Saved data entries
= = = = = = =

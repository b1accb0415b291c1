// SPDX-License-Identifier: Apache-2.0

use crate::auth::{authenticate, require_admin};
use crate::failure::ApiFailure;
use crate::AppState;
use axum::extract::{Path, Query, State};
use axum::http::{HeaderMap, StatusCode};
use axum::Json;
use chrono::Utc;
use std::collections::BTreeMap;
use timebank_api::{
    parse_page_params, ApiError, CreateUserRequest, ListResponse, UpdateUserRequest,
};
use timebank_core::password::hash_password;
use timebank_model::{ClientId, EmailAddress, PersonName, Role, User, UserId};
use timebank_store::{NewUser, UserPatch};

fn parse_user_id(raw: &str) -> Result<UserId, ApiFailure> {
    UserId::parse(raw).map_err(|_| ApiError::invalid_param("id", "must be a uuid").into())
}

pub(crate) async fn list_users_handler(
    State(state): State<AppState>,
    headers: HeaderMap,
    Query(query): Query<BTreeMap<String, String>>,
) -> Result<Json<ListResponse<User>>, ApiFailure> {
    let ctx = authenticate(&state, &headers)?;
    let page = parse_page_params(&query)?;
    let scope = match ctx.user.role {
        Role::Admin => match query.get("client") {
            Some(raw) => Some(
                ClientId::parse(raw)
                    .map_err(|_| ApiError::invalid_param("client", "must be a uuid"))?,
            ),
            None => None,
        },
        Role::Manager => ctx.user.client_id,
        Role::Member => return Err(ApiError::forbidden("list users").into()),
    };
    let include_inactive = ctx.user.role == Role::Admin;
    let users = state
        .store
        .list_users(scope.as_ref(), include_inactive, page.limit)?;
    Ok(Json(ListResponse::without_cursor(users)))
}

pub(crate) async fn create_user_handler(
    State(state): State<AppState>,
    headers: HeaderMap,
    Json(body): Json<CreateUserRequest>,
) -> Result<(StatusCode, Json<User>), ApiFailure> {
    let ctx = authenticate(&state, &headers)?;
    require_admin(&ctx.user)?;

    let email = EmailAddress::parse(&body.email)
        .map_err(|e| ApiError::invalid_param("email", &e.0))?;
    let name = PersonName::parse(&body.name)
        .map_err(|e| ApiError::invalid_param("name", &e.0))?;
    let password_hash = hash_password(&body.password, state.config.password_iterations)
        .map_err(|e| ApiError::invalid_param("password", &e.0))?;
    let user = state.store.create_user(
        &NewUser {
            email,
            name,
            role: body.role,
            client_id: body.client_id,
            password_hash,
        },
        Utc::now(),
    )?;
    tracing::info!(user_id = %user.id, role = %user.role, "user created");
    Ok((StatusCode::CREATED, Json(user)))
}

pub(crate) async fn get_user_handler(
    State(state): State<AppState>,
    headers: HeaderMap,
    Path(id): Path<String>,
) -> Result<Json<User>, ApiFailure> {
    let ctx = authenticate(&state, &headers)?;
    let id = parse_user_id(&id)?;
    let user = state.store.get_user(&id)?;
    let allowed = ctx.user.role == Role::Admin
        || ctx.user.id == user.id
        || (ctx.user.role == Role::Manager
            && ctx.user.client_id.is_some()
            && ctx.user.client_id == user.client_id);
    if !allowed {
        return Err(ApiError::forbidden("read user").into());
    }
    Ok(Json(user))
}

pub(crate) async fn update_user_handler(
    State(state): State<AppState>,
    headers: HeaderMap,
    Path(id): Path<String>,
    Json(body): Json<UpdateUserRequest>,
) -> Result<Json<User>, ApiFailure> {
    let ctx = authenticate(&state, &headers)?;
    let id = parse_user_id(&id)?;

    if ctx.user.role != Role::Admin {
        // Non-admins may only rename themselves or rotate their password.
        if ctx.user.id != id {
            return Err(ApiError::forbidden("update another user").into());
        }
        if body.role.is_some() || body.client_id.is_some() || body.active.is_some() {
            return Err(ApiError::forbidden("change role or scope").into());
        }
    }

    let name = match &body.name {
        Some(raw) => {
            Some(PersonName::parse(raw).map_err(|e| ApiError::invalid_param("name", &e.0))?)
        }
        None => None,
    };
    // Promoting to admin implicitly drops any client scope.
    let client_id = match (body.role, body.client_id) {
        (Some(Role::Admin), None) => Some(None),
        (_, Some(client)) => Some(Some(client)),
        (_, None) => None,
    };
    let user = state.store.update_user(
        &id,
        &UserPatch {
            name,
            role: body.role,
            client_id,
            active: body.active,
        },
    )?;
    if let Some(password) = &body.password {
        let password_hash = hash_password(password, state.config.password_iterations)
            .map_err(|e| ApiError::invalid_param("password", &e.0))?;
        state.store.set_user_password(&id, &password_hash)?;
    }
    Ok(Json(user))
}

pub(crate) async fn delete_user_handler(
    State(state): State<AppState>,
    headers: HeaderMap,
    Path(id): Path<String>,
) -> Result<StatusCode, ApiFailure> {
    let ctx = authenticate(&state, &headers)?;
    require_admin(&ctx.user)?;
    let id = parse_user_id(&id)?;
    state.store.deactivate_user(&id)?;
    tracing::info!(user_id = %id, "user deactivated");
    Ok(StatusCode::NO_CONTENT)
}

#[cfg(test)]
mod tests {
    use super::*;
    use crate::handlers::test_support::{seed_client, seed_user, session_headers};
    use crate::AppState;

    #[tokio::test]
    async fn manager_sees_only_their_client_users() {
        let state = AppState::for_tests();
        let client = seed_client(&state, "Acme");
        let other = seed_client(&state, "Globex");
        let manager = seed_user(&state, "mgr@acme.example", Role::Manager, Some(client.id));
        seed_user(&state, "m1@acme.example", Role::Member, Some(client.id));
        seed_user(&state, "m2@globex.example", Role::Member, Some(other.id));

        let headers = session_headers(&state, &manager);
        let response = list_users_handler(State(state), headers, Query(BTreeMap::new()))
            .await
            .expect("list");
        let Json(page) = response;
        assert_eq!(page.items.len(), 2);
        assert!(page
            .items
            .iter()
            .all(|u| u.client_id == Some(client.id)));
    }

    #[tokio::test]
    async fn member_cannot_list_or_create_users() {
        let state = AppState::for_tests();
        let client = seed_client(&state, "Acme");
        let member = seed_user(&state, "m@acme.example", Role::Member, Some(client.id));
        let headers = session_headers(&state, &member);

        let err = list_users_handler(
            State(state.clone()),
            headers.clone(),
            Query(BTreeMap::new()),
        )
        .await
        .expect_err("member list");
        assert_eq!(err.0.code, timebank_api::ApiErrorCode::Forbidden);

        let err = create_user_handler(
            State(state),
            headers,
            Json(CreateUserRequest {
                email: "x@acme.example".to_string(),
                name: "X".to_string(),
                password: "pw-long-enough".to_string(),
                role: Role::Member,
                client_id: Some(client.id),
            }),
        )
        .await
        .expect_err("member create");
        assert_eq!(err.0.code, timebank_api::ApiErrorCode::Forbidden);
    }

    #[tokio::test]
    async fn deactivating_the_last_admin_conflicts() {
        let state = AppState::for_tests();
        let admin = seed_user(&state, "root@ops.example", Role::Admin, None);
        let headers = session_headers(&state, &admin);

        let err = delete_user_handler(State(state), headers, Path(admin.id.to_string()))
            .await
            .expect_err("last admin");
        assert_eq!(err.0.code, timebank_api::ApiErrorCode::Conflict);
    }

    #[tokio::test]
    async fn member_can_rotate_own_password_but_not_role() {
        let state = AppState::for_tests();
        let client = seed_client(&state, "Acme");
        let member = seed_user(&state, "m@acme.example", Role::Member, Some(client.id));
        let headers = session_headers(&state, &member);

        let err = update_user_handler(
            State(state.clone()),
            headers.clone(),
            Path(member.id.to_string()),
            Json(UpdateUserRequest {
                role: Some(Role::Manager),
                ..UpdateUserRequest::default()
            }),
        )
        .await
        .expect_err("self promote");
        assert_eq!(err.0.code, timebank_api::ApiErrorCode::Forbidden);

        update_user_handler(
            State(state),
            headers,
            Path(member.id.to_string()),
            Json(UpdateUserRequest {
                name: Some("New Name".to_string()),
                password: Some("fresh-password".to_string()),
                ..UpdateUserRequest::default()
            }),
        )
        .await
        .expect("self update");
    }
}
#![forbid(unsafe_code)]
//! Timebank model SSOT.
//!
//! Every record and validated scalar the service persists or exchanges lives
//! here. Scalars are parsed, never constructed from raw input; records are
//! plain data with serde derives.

use std::fmt::{Display, Formatter};

mod bank;
mod client;
mod entry;
mod hours;
mod ids;
mod invite;
mod notification;
mod user;

pub use bank::{Timebank, TimebankName, TimebankStatus, BANK_NAME_MAX_LEN};
pub use client::{
    parse_warn_threshold_pct, Client, ClientName, Project, ProjectName,
    DEFAULT_WARN_THRESHOLD_PCT, LABEL_MAX_LEN,
};
pub use entry::{
    check_work_date, parse_note, parse_work_date, TimeEntry, NOTE_MAX_LEN, WORK_DATE_MAX,
    WORK_DATE_MIN,
};
pub use hours::{Hours, MAX_ABS_CENTIHOURS};
pub use ids::{ClientId, EntryId, InviteId, ProjectId, TimebankId, UserId};
pub use invite::{Invitation, InviteStatus};
pub use notification::{
    Notification, NotificationDraft, NotificationId, NotificationKind, NotificationStatus,
};
pub use user::{
    check_role_scope, EmailAddress, PersonName, Role, User, EMAIL_MAX_LEN, EMAIL_MIN_LEN,
    PERSON_NAME_MAX_LEN,
};

pub const CRATE_NAME: &str = "timebank-model";

#[derive(Debug, Clone, PartialEq, Eq)]
pub struct ValidationError(pub String);

impl Display for ValidationError {
    fn fmt(&self, f: &mut Formatter<'_>) -> std::fmt::Result {
        write!(f, "{}", self.0)
    }
}

impl std::error::Error for ValidationError {}
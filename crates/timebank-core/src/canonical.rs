use base64::engine::general_purpose::URL_SAFE_NO_PAD;
use base64::Engine;
use serde::Serialize;
use serde_json::{Map, Value};
use sha2::{Digest, Sha256};

pub fn stable_json_bytes<T: Serialize>(value: &T) -> Result<Vec<u8>, serde_json::Error> {
    let raw = serde_json::to_value(value)?;
    let normalized = normalize_json_value(raw);
    serde_json::to_vec(&normalized)
}

#[must_use]
pub fn stable_hash_hex(bytes: &[u8]) -> String {
    let mut hasher = Sha256::new();
    hasher.update(bytes);
    format!("{:x}", hasher.finalize())
}

pub fn stable_json_hash_hex<T: Serialize>(value: &T) -> Result<String, serde_json::Error> {
    let bytes = stable_json_bytes(value)?;
    Ok(stable_hash_hex(&bytes))
}

pub fn encode_cursor_payload<T: Serialize>(payload: &T) -> Result<String, serde_json::Error> {
    let bytes = stable_json_bytes(payload)?;
    Ok(URL_SAFE_NO_PAD.encode(bytes))
}

pub fn decode_cursor_payload(token: &str) -> Result<Value, String> {
    let bytes = URL_SAFE_NO_PAD
        .decode(token)
        .map_err(|e| format!("cursor base64 decode failed: {e}"))?;
    serde_json::from_slice::<Value>(&bytes).map_err(|e| format!("cursor JSON decode failed: {e}"))
}

fn normalize_json_value(value: Value) -> Value {
    match value {
        Value::Object(map) => {
            let mut sorted = Map::new();
            let mut entries: Vec<(String, Value)> = map
                .into_iter()
                .map(|(k, v)| (k, normalize_json_value(v)))
                .collect();
            entries.sort_by(|a, b| a.0.cmp(&b.0));
            for (k, v) in entries {
                sorted.insert(k, v);
            }
            Value::Object(sorted)
        }
        Value::Array(items) => Value::Array(items.into_iter().map(normalize_json_value).collect()),
        other => other,
    }
}

#[cfg(test)]
mod tests {
    use super::{decode_cursor_payload, encode_cursor_payload, stable_json_bytes, stable_json_hash_hex};
    use serde_json::json;

    #[test]
    fn canonical_json_orders_object_keys() {
        let value = json!({
            "used": "12.50",
            "client": {"name": "acme", "id": "c1"},
            "banks": [{"remaining": "7.25", "id": "b1"}],
        });

        let bytes = stable_json_bytes(&value).expect("stable json bytes");
        let text = String::from_utf8(bytes).expect("utf8 json");
        assert_eq!(
            text,
            r#"{"banks":[{"id":"b1","remaining":"7.25"}],"client":{"id":"c1","name":"acme"},"used":"12.50"}"#
        );
    }

    #[test]
    fn canonical_hash_is_deterministic_for_same_value() {
        let value = json!({"remaining": "3.00", "bank": "b9"});
        let h1 = stable_json_hash_hex(&value).expect("hash 1");
        let h2 = stable_json_hash_hex(&value).expect("hash 2");
        assert_eq!(h1, h2);
    }

    #[test]
    fn cursor_payload_round_trips() {
        let payload = json!({"order": "logged_at", "last_id": "e42"});
        let token = encode_cursor_payload(&payload).expect("encode");
        let decoded = decode_cursor_payload(&token).expect("decode");
        assert_eq!(decoded["last_id"], "e42");
    }

    #[test]
    fn cursor_decode_rejects_garbage() {
        assert!(decode_cursor_payload("not!!base64??").is_err());
    }
}
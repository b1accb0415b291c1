// SPDX-License-Identifier: Apache-2.0

use crate::{ApiError, ApiErrorCode};

pub const API_ERROR_SCHEMA_REF: &str = "#/components/schemas/ApiError";

#[derive(Debug, Clone, Copy, PartialEq, Eq)]
pub struct ApiErrorMapping {
    pub status_code: u16,
    pub schema_ref: &'static str,
}

#[must_use]
pub fn map_error(error: &ApiError) -> ApiErrorMapping {
    let status_code = match error.code {
        ApiErrorCode::InvalidParameter => 400,
        ApiErrorCode::Unauthorized => 401,
        ApiErrorCode::Forbidden => 403,
        ApiErrorCode::NotFound => 404,
        ApiErrorCode::Conflict => 409,
        ApiErrorCode::PayloadTooLarge => 413,
        ApiErrorCode::RateLimited => 429,
        ApiErrorCode::Unavailable => 503,
        _ => 500,
    };

    ApiErrorMapping {
        status_code,
        schema_ref: API_ERROR_SCHEMA_REF,
    }
}

#[cfg(test)]
mod tests {
    use super::*;

    #[test]
    fn every_code_maps_to_its_status() {
        let cases = [
            (ApiError::invalid_param("limit", "bad"), 400),
            (ApiError::unauthorized(), 401),
            (ApiError::forbidden("close timebank"), 403),
            (ApiError::not_found("entry"), 404),
            (ApiError::conflict("balance changed"), 409),
            (ApiError::payload_too_large(65_536), 413),
            (ApiError::rate_limited(), 429),
            (ApiError::internal(), 500),
            (ApiError::unavailable("storage offline"), 503),
        ];
        for (error, status) in cases {
            let mapping = map_error(&error);
            assert_eq!(mapping.status_code, status, "{:?}", error.code);
            assert_eq!(mapping.schema_ref, API_ERROR_SCHEMA_REF);
        }
    }
}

= = = = = = =

Out of the entries, report each line that contains the word "used".

            "used": "12.50",
            r#"{"banks":[{"id":"b1","remaining":"7.25"}],"client":{"id":"c1","name":"acme"},"used":"12.50"}"#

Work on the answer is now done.